RでBrunner-Munzel検定

RでBrunner-Munzel検定を行います。

以降の数式、導出は以下の資料を参照引用しています。

  1. Brunner, E., & Munzel, U. (2000). The Nonparametric Behrens-Fisher Problem: Asymptotic Theory and a Small-Sample Approximation. Biometrical Journal, 42(1), 17–25.
  2. https://corvus-window.com/excel_brunner-munzel/
  3. https://github.com/toshi-ara/brunnermunzel
  4. http://labs.kbs.keio.ac.jp/naoki50lab/nonparam2.pdf
  5. https://real-statistics.com/non-parametric-tests/brunner-munzel-test/
  6. https://www.jstage.jst.go.jp/article/psj/advpub/0/advpub_30.006/_pdf
  7. https://cran.r-project.org/web/packages/TOSTER/TOSTER.pdf

ブルンナー・ムンツェル検定では,2群の確率変数の分布に関する前提をおかず,各群から 1つずつサンプルを取り出したとき,どちらかが他方よりも大きくはならない確率をそれぞれ求め,それが 0.5 となるという帰無仮説を検定することを考える.つまり, \[p = \textrm{Prob}(X_A < X_B) + \dfrac{1}{2}\textrm{Prob}(X_A = X_B) \tag{1}\] において,p = 1/2 となるという仮説を検定する.

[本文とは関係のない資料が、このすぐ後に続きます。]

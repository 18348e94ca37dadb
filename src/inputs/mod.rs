mod vertex;
pub use vertex::Vertex;
pub(crate) use vertex::is_finite;
use approx::assert_abs_diff_eq;
use num_traits::ToPrimitive;
use rand::{Rng, SeedableRng, rngs::StdRng};

use crate::{DIMENSIONS, EarcutKernel, Kernel, KernelError, KernelOutput, Vertex};

use super::util::{self, VTest};

fn earcut<V: Vertex>(rings: &[&[V]]) -> KernelOutput<V::Coordinate> {
    EarcutKernel::new().triangulate_rings(rings, DIMENSIONS).expect("Triangulation failed")
}

/// Signed area of each triangle, after checking every index is in range
fn triangle_areas<V: Vertex>(rings: &[&[V]], output: &KernelOutput<V::Coordinate>) -> Vec<f64> {
    let vertices: Vec<[f64; 2]> = rings.iter()
        .flat_map(|ring| ring.iter().map(|v| [v.x(), v.y()]))
        .chain(output.added_vertices.iter().copied())
        .map(|[x, y]| [x.to_f64().unwrap(), y.to_f64().unwrap()])
        .collect();
    let indices = &output.indices;
    assert_eq!(indices.len() % 3, 0, "Partial triangle in {:?}", indices);
    indices.chunks_exact(3)
        .map(|t| {
            let [a, b, c] = [vertices[t[0]], vertices[t[1]], vertices[t[2]]];
            ((b[0] - a[0]) * (c[1] - a[1]) - (b[1] - a[1]) * (c[0] - a[0])) / 2.
        })
        .collect()
}

fn total_area(areas: &[f64]) -> f64 {
    areas.iter().map(|a| a.abs()).sum()
}

#[test]
fn square_with_hole() {
    let outer = util::polygon::square(0.0, 0.0, 4.0);
    let hole = util::polygon::square(1.0, 1.0, 2.0);
    let rings = [&outer[..], &hole[..]];

    let output = earcut(&rings);
    assert_eq!(output.indices.len(), 8 * 3);
    assert!(output.added_vertices.is_empty());
    let areas = triangle_areas(&rings, &output);
    assert_abs_diff_eq!(total_area(&areas), 12.0);
    assert!(areas.iter().all(|&a| a > 0.0), "Triangles wound inconsistently: {:?}", areas);
}

#[test]
fn every_vertex_is_used() {
    let outer = util::polygon::square(0.0, 0.0, 4.0);
    let hole = util::polygon::square(1.0, 1.0, 2.0);

    let mut indices = earcut(&[&outer[..], &hole[..]]).indices;
    indices.sort_unstable();
    indices.dedup();
    assert_eq!(indices, (0..8).collect::<Vec<_>>());
}

#[test]
fn clockwise_outer_gives_clockwise_triangles() {
    let outer = util::polygon::reversed(&util::polygon::square(0.0, 0.0, 4.0));
    let hole = util::polygon::square(1.0, 1.0, 2.0);
    let rings = [&outer[..], &hole[..]];

    let areas = triangle_areas(&rings, &earcut(&rings));
    assert_abs_diff_eq!(total_area(&areas), 12.0);
    assert!(areas.iter().all(|&a| a < 0.0), "Triangles wound inconsistently: {:?}", areas);
}

#[test]
fn hole_orientation_is_ignored() {
    let outer = util::polygon::square(0.0, 0.0, 4.0);
    let hole = util::polygon::square(1.0, 1.0, 2.0);
    let reversed_hole = util::polygon::reversed(&hole);

    for hole in [&hole, &reversed_hole] {
        let rings = [&outer[..], &hole[..]];
        let areas = triangle_areas(&rings, &earcut(&rings));
        assert_abs_diff_eq!(total_area(&areas), 12.0);
    }
}

#[test]
fn concave_outers() {
    let star = util::polygon::star();
    let star_hole = util::polygon::square(-0.5, -0.5, 1.0);
    let rings = [&star[..], &star_hole[..]];
    assert_abs_diff_eq!(total_area(&triangle_areas(&rings, &earcut(&rings))), 7.0, epsilon = 1e-9);

    let comb = util::polygon::comb();
    let comb_hole = util::polygon::rectangle(1.0, 0.5, 9.0, 1.5);
    let rings = [&comb[..], &comb_hole[..]];
    assert_abs_diff_eq!(total_area(&triangle_areas(&rings, &earcut(&rings))), 36.0, epsilon = 1e-9);
}

#[test]
fn many_holes() {
    let outer = util::polygon::square(0.0, 0.0, 10.0);
    let holes: Vec<Vec<VTest>> = (0..3)
        .flat_map(|i| (0..3).map(move |j| util::polygon::square(1.0 + 3.0 * i as f32, 1.0 + 3.0 * j as f32, 2.0)))
        .collect();
    let rings: Vec<&[VTest]> = std::iter::once(&outer[..]).chain(holes.iter().map(|h| &h[..])).collect();

    let areas = triangle_areas(&rings, &earcut(&rings));
    assert_abs_diff_eq!(total_area(&areas), 100.0 - 9.0 * 4.0, epsilon = 1e-9);
    assert!(areas.iter().all(|&a| a > 0.0));
}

出所:http://labs.kbs.keio.ac.jp/naoki50lab/nonparam2.pdf

The BM test is designed to test the (two-sided) null hypothesis: \[\textrm{H}_0: \textrm{P}(x < y) = \textrm{P}(y < x) \tag{2}\] This hypothesis is called stochastic equality.

出所:https://real-statistics.com/non-parametric-tests/brunner-munzel-test/

As noted previously, the MW test is the nonparametric version of the t-test with equal variances and the BM test is the nonparametric version of the t-test with unequal variances.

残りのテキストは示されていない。